Required work. For the data below, give the number of lines containing "move" and nothing more.

Given data.

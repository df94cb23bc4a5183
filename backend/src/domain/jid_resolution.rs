//! Resolution of raw identifiers into JIDs on a logged-in session.
//!
//! Resolution gates every outbound action: the session must be logged in
//! before the identifier is even parsed, and bare user addresses may be
//! checked against the WhatsApp directory.

use thiserror::Error;
use tracing::debug;

use super::jid::{Jid, JidValidationError};
use super::ports::{SessionState, WhatsappClient, WhatsappClientError};

/// Server part used for user accounts when none is given.
pub const DEFAULT_USER_SERVER: &str = "s.whatsapp.net";

/// Rules applied while resolving identifiers.
#[derive(Debug, Clone, PartialEq, Eq)]
pub struct ResolutionPolicy {
    default_user_server: String,
    account_validation: bool,
}

impl ResolutionPolicy {
    /// Build a policy from a user server suffix and the account check flag.
    ///
    /// A leading `@` on the suffix is accepted, matching the
    /// `WHATSAPP_TYPE_USER` setting format.
    ///
    /// # Examples
    /// ```
    /// use wa_gateway::domain::ResolutionPolicy;
    ///
    /// let policy = ResolutionPolicy::new("@s.whatsapp.net", true);
    /// assert_eq!(policy.default_user_server(), "s.whatsapp.net");
    /// ```
    pub fn new(default_user_server: impl Into<String>, account_validation: bool) -> Self {
        let server = default_user_server.into();
        let server = server.trim().trim_start_matches('@').to_owned();
        Self {
            default_user_server: server,
            account_validation,
        }
    }

    pub fn default_user_server(&self) -> &str {
        self.default_user_server.as_str()
    }

    pub fn account_validation(&self) -> bool {
        self.account_validation
    }
}

impl Default for ResolutionPolicy {
    fn default() -> Self {
        Self::new(DEFAULT_USER_SERVER, true)
    }
}

/// Reasons an identifier could not be resolved.
#[derive(Debug, Clone, PartialEq, Eq, Error)]
pub enum JidResolutionError {
    #[error("whatsapp session is not connected")]
    NotConnected,
    #[error("whatsapp session is not logged in")]
    NotLoggedIn,
    /// The session state could not be read.
    #[error("could not read whatsapp session state: {0}")]
    Session(#[source] WhatsappClientError),
    #[error("invalid jid: {0}")]
    InvalidJid(#[source] JidValidationError),
    #[error("{jid} is not registered on whatsapp")]
    NotOnWhatsapp { jid: String },
    /// The directory lookup for the account failed.
    #[error("could not check whatsapp account: {0}")]
    AccountCheck(#[source] WhatsappClientError),
}

/// Resolve `raw` into a [`Jid`], requiring a logged-in session.
///
/// Newsletter and group addresses skip the account check; only JIDs on the
/// default user server are looked up, and only when the policy asks for it.
pub async fn resolve_jid_with_login<C>(
    client: &C,
    raw: &str,
    policy: &ResolutionPolicy,
) -> Result<Jid, JidResolutionError>
where
    C: WhatsappClient + ?Sized,
{
    match client
        .session_state()
        .await
        .map_err(JidResolutionError::Session)?
    {
        SessionState::Disconnected => return Err(JidResolutionError::NotConnected),
        SessionState::Connected => return Err(JidResolutionError::NotLoggedIn),
        SessionState::LoggedIn => {}
    }

    let jid = Jid::parse(raw, policy.default_user_server())
        .map_err(JidResolutionError::InvalidJid)?;

    if policy.account_validation() && jid.server() == policy.default_user_server() {
        let registered = client
            .is_on_whatsapp(&jid)
            .await
            .map_err(JidResolutionError::AccountCheck)?;
        if !registered {
            return Err(JidResolutionError::NotOnWhatsapp {
                jid: jid.to_string(),
            });
        }
    }

    debug!(jid = %jid, "resolved jid");
    Ok(jid)
}

#[cfg(test)]
mod tests {
    //! Covers the session gate, parsing and the account check.
    use super::*;
    use crate::domain::ports::MockWhatsappClient;
    use rstest::rstest;

    fn logged_in_client() -> MockWhatsappClient {
        let mut client = MockWhatsappClient::new();
        client
            .expect_session_state()
            .times(1)
            .return_once(|| Ok(SessionState::LoggedIn));
        client
    }

    #[rstest]
    #[case(SessionState::Disconnected, JidResolutionError::NotConnected)]
    #[case(SessionState::Connected, JidResolutionError::NotLoggedIn)]
    #[tokio::test]
    async fn rejects_sessions_that_are_not_logged_in(
        #[case] state: SessionState,
        #[case] expected: JidResolutionError,
    ) {
        let mut client = MockWhatsappClient::new();
        client
            .expect_session_state()
            .times(1)
            .return_once(move || Ok(state));
        client.expect_is_on_whatsapp().times(0);

        let result =
            resolve_jid_with_login(&client, "628123", &ResolutionPolicy::default()).await;

        assert_eq!(result, Err(expected));
    }

    #[rstest]
    #[tokio::test]
    async fn propagates_session_errors() {
        let mut client = MockWhatsappClient::new();
        client
            .expect_session_state()
            .times(1)
            .return_once(|| Err(WhatsappClientError::unavailable("connection refused")));

        let result =
            resolve_jid_with_login(&client, "628123", &ResolutionPolicy::default()).await;

        assert_eq!(
            result,
            Err(JidResolutionError::Session(WhatsappClientError::unavailable(
                "connection refused"
            )))
        );
    }

    #[rstest]
    #[tokio::test]
    async fn reports_unparseable_identifiers() {
        let mut client = logged_in_client();
        client.expect_is_on_whatsapp().times(0);

        let result = resolve_jid_with_login(&client, "123@", &ResolutionPolicy::default()).await;

        assert!(matches!(result, Err(JidResolutionError::InvalidJid(_))));
    }

    #[rstest]
    #[tokio::test]
    async fn newsletter_addresses_skip_account_check() {
        let mut client = logged_in_client();
        client.expect_is_on_whatsapp().times(0);

        let jid = resolve_jid_with_login(
            &client,
            "120363025246125486@newsletter",
            &ResolutionPolicy::default(),
        )
        .await
        .expect("resolved");

        assert_eq!(jid.server(), "newsletter");
    }

    #[rstest]
    #[case(true, Ok(()))]
    #[case(false, Err(()))]
    #[tokio::test]
    async fn user_addresses_are_checked(
        #[case] registered: bool,
        #[case] expected: Result<(), ()>,
    ) {
        let mut client = logged_in_client();
        client
            .expect_is_on_whatsapp()
            .withf(|jid| jid.to_string() == "628123@s.whatsapp.net")
            .times(1)
            .return_once(move |_| Ok(registered));

        let result =
            resolve_jid_with_login(&client, "+628123", &ResolutionPolicy::default()).await;

        match expected {
            Ok(()) => assert_eq!(
                result.map(|jid| jid.to_string()),
                Ok("628123@s.whatsapp.net".to_owned())
            ),
            Err(()) => assert_eq!(
                result,
                Err(JidResolutionError::NotOnWhatsapp {
                    jid: "628123@s.whatsapp.net".to_owned()
                })
            ),
        }
    }

    #[rstest]
    #[tokio::test]
    async fn account_check_can_be_disabled() {
        let mut client = logged_in_client();
        client.expect_is_on_whatsapp().times(0);
        let policy = ResolutionPolicy::new("@s.whatsapp.net", false);

        let jid = resolve_jid_with_login(&client, "628123", &policy)
            .await
            .expect("resolved");

        assert_eq!(jid.user(), "628123");
    }

    #[rstest]
    #[tokio::test]
    async fn account_check_failures_are_wrapped() {
        let mut client = logged_in_client();
        client
            .expect_is_on_whatsapp()
            .times(1)
            .return_once(|_| Err(WhatsappClientError::timeout("deadline elapsed")));

        let result =
            resolve_jid_with_login(&client, "628123", &ResolutionPolicy::default()).await;

        assert_eq!(
            result,
            Err(JidResolutionError::AccountCheck(WhatsappClientError::timeout(
                "deadline elapsed"
            )))
        );
    }
}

Answer space. 2